In particular, according to the invention of claim 7, the position of the acupuncture point or the like of the living body can be accurately detected, and the stimulation pulse can be accurately applied to the position, so that the treatment efficiency can be improved.

[Brief description of drawings]

FIG. 1 is a schematic block diagram showing the overall configuration of a bioelectrical impedance measuring apparatus according to an embodiment of the present invention.

FIG. 2A is a schematic plan view showing an electrode arrangement of array electrodes, and FIG. 2B is a schematic side view illustrating an example of using the array electrodes.

FIG. 3 is a schematic circuit diagram showing a configuration of a main part of a pulser system.

FIG. 4 is a schematic timing chart illustrating the operation of each unit and its signal waveform.
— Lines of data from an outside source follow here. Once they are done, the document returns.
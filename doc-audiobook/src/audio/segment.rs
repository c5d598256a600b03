//! Decoded PCM audio.

use super::AudioError;
use std::time::Duration;

/// Interleaved 16-bit PCM audio.
#[derive(Debug, Clone, PartialEq, Eq, Default)]
pub struct AudioSegment {
    samples: Vec<i16>,
    sample_rate: u32,
    channels: u16,
}

impl AudioSegment {
    /// Wrap interleaved samples.
    pub fn new(samples: Vec<i16>, sample_rate: u32, channels: u16) -> Self {
        Self {
            samples,
            sample_rate,
            channels,
        }
    }

    /// A stream with no samples and no format yet.
    pub fn empty() -> Self {
        Self::default()
    }

    pub fn is_empty(&self) -> bool {
        self.samples.is_empty()
    }

    pub fn samples(&self) -> &[i16] {
        &self.samples
    }

    pub fn sample_rate(&self) -> u32 {
        self.sample_rate
    }

    pub fn channels(&self) -> u16 {
        self.channels
    }

    /// Number of sample frames (one sample per channel).
    pub fn frames(&self) -> u64 {
        if self.channels == 0 {
            return 0;
        }
        (self.samples.len() / self.channels as usize) as u64
    }

    /// Playback length.
    pub fn duration(&self) -> Duration {
        if self.sample_rate == 0 {
            return Duration::ZERO;
        }
        let rate = self.sample_rate as u64;
        let frames = self.frames();
        Duration::from_secs(frames / rate)
            + Duration::from_nanos((frames % rate) * 1_000_000_000 / rate)
    }

    /// Append another segment's samples to this one.
    ///
    /// An empty stream adopts the format of the first segment appended to it.
    pub fn append(&mut self, other: &AudioSegment) -> Result<(), AudioError> {
        if other.is_empty() {
            return Ok(());
        }
        if self.is_empty() && self.sample_rate == 0 {
            self.sample_rate = other.sample_rate;
            self.channels = other.channels;
        }
        if self.sample_rate != other.sample_rate || self.channels != other.channels {
            return Err(AudioError::FormatMismatch {
                expected_rate: self.sample_rate,
                expected_channels: self.channels,
                rate: other.sample_rate,
                channels: other.channels,
            });
        }
        self.samples.extend_from_slice(&other.samples);
        Ok(())
    }
}

#[cfg(test)]
pub(crate) fn tone(freq: f32, duration: Duration, sample_rate: u32) -> AudioSegment {
    let frames = (duration.as_secs_f64() * sample_rate as f64).round() as usize;
    let samples = (0..frames)
        .map(|i| {
            let t = i as f32 / sample_rate as f32;
            ((t * freq * std::f32::consts::TAU).sin() * 8000.0) as i16
        })
        .collect();
    AudioSegment::new(samples, sample_rate, 1)
}

#[cfg(test)]
mod tests {
    use super::*;

    #[test]
    fn test_duration() {
        let segment = AudioSegment::new(vec![0; 48_000], 24_000, 1);
        assert_eq!(segment.duration(), Duration::from_secs(2));

        let stereo = AudioSegment::new(vec![0; 36_000], 24_000, 2);
        assert_eq!(stereo.duration(), Duration::from_millis(750));

        assert_eq!(AudioSegment::empty().duration(), Duration::ZERO);
    }

    #[test]
    fn test_append_adopts_format() {
        let mut stream = AudioSegment::empty();
        stream.append(&AudioSegment::new(vec![1, 2], 22_050, 1)).unwrap();
        stream.append(&AudioSegment::new(vec![3], 22_050, 1)).unwrap();
        assert_eq!(stream.samples(), &[1, 2, 3]);
        assert_eq!(stream.sample_rate(), 22_050);
        assert_eq!(stream.channels(), 1);
    }

    #[test]
    fn test_append_rejects_other_format() {
        let mut stream = AudioSegment::new(vec![1], 24_000, 1);
        let err = stream
            .append(&AudioSegment::new(vec![1, 1], 44_100, 2))
            .unwrap_err();
        assert!(matches!(err, AudioError::FormatMismatch { .. }));
        assert_eq!(stream.samples(), &[1]);
    }

    #[test]
    fn test_append_empty_is_noop() {
        let mut stream = AudioSegment::new(vec![5], 24_000, 1);
        stream.append(&AudioSegment::empty()).unwrap();
        assert_eq!(stream.samples(), &[5]);
    }

    #[test]
    fn test_tone_length() {
        let segment = tone(440.0, Duration::from_secs(1), 8_000);
        assert_eq!(segment.frames(), 8_000);
        assert_eq!(segment.duration(), Duration::from_secs(1));
    }
}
FIG. 5 is a schematic equivalent circuit diagram illustrating characteristics of bioimpedance.

[Explanation of symbols]

 1 array electrode 2 pulsar system 3 measurement system 4 biostimulation system a1 ... an electrode bn earth side electrode 11 holder 21 pulse generation circuit 22 first control signal generation unit 23 switch circuit c1 ... cn analog switch 31 integration circuit 32 hold circuit 33 amplifier 34 DSC 35 monitor 41 singular point identification unit 42 stimulation pulse generation circuit 43 second control signal generation unit

Claims (10)

[Claims] 1. A bio-impedance measuring apparatus for acquiring bio-information based on bio-impedance from an electro-signal related to bio-impedance of a bio-surface, a plurality of electrodes for detecting the electric signal, and a holder for holding the plurality of electrodes And a plurality of the electrodes arranged two-dimensionally on the holder at predetermined intervals. 2. The bioimpedance measuring device according to claim 1, further comprising pulser means for sequentially applying electric pulses of a predetermined frequency to the plurality of electrodes. 3. The pulser means comprises a pulse source for generating the electric pulse, and a plurality of analog switches for individually supplying the electric pulse generated by the pulse source to the plurality of electrodes. The bioimpedance measuring device described. 4. The bioelectrical impedance measuring device according to claim 1, further comprising a biometric information acquisition unit that acquires the biometric information based on the electrical signal detected by each of the plurality of electrodes. . 5. The bioelectrical impedance measuring apparatus according to claim 4, wherein the biometric information acquisition unit includes a monitor that displays the biometric information acquired for each of the plurality of electrodes. 6. The monitor is a liquid crystal monitor.
The bioimpedance measuring device described. 7. A singular point of a change in bioelectrical impedance is specified for each of the plurality of electrodes based on the biometric information acquired by the biometric information acquisition means, and a desired one of the plurality of electrodes corresponding to the specified singular point is specified. 7. The bioimpedance measuring device according to claim 5, further comprising biostimulation means for applying a biostimulation pulse to the electrode. 8. The bioimpedance measuring device according to claim 1, wherein the holding body is formed of a bendable elastic body along the roundness of the living body surface. 9. The bioimpedance measuring device according to claim 8, wherein the plurality of electrodes are conductive rubber electrodes. 10. The bioelectrical impedance measuring device according to claim 1, wherein the biometric information is information on acupuncture points on the surface of the biological body.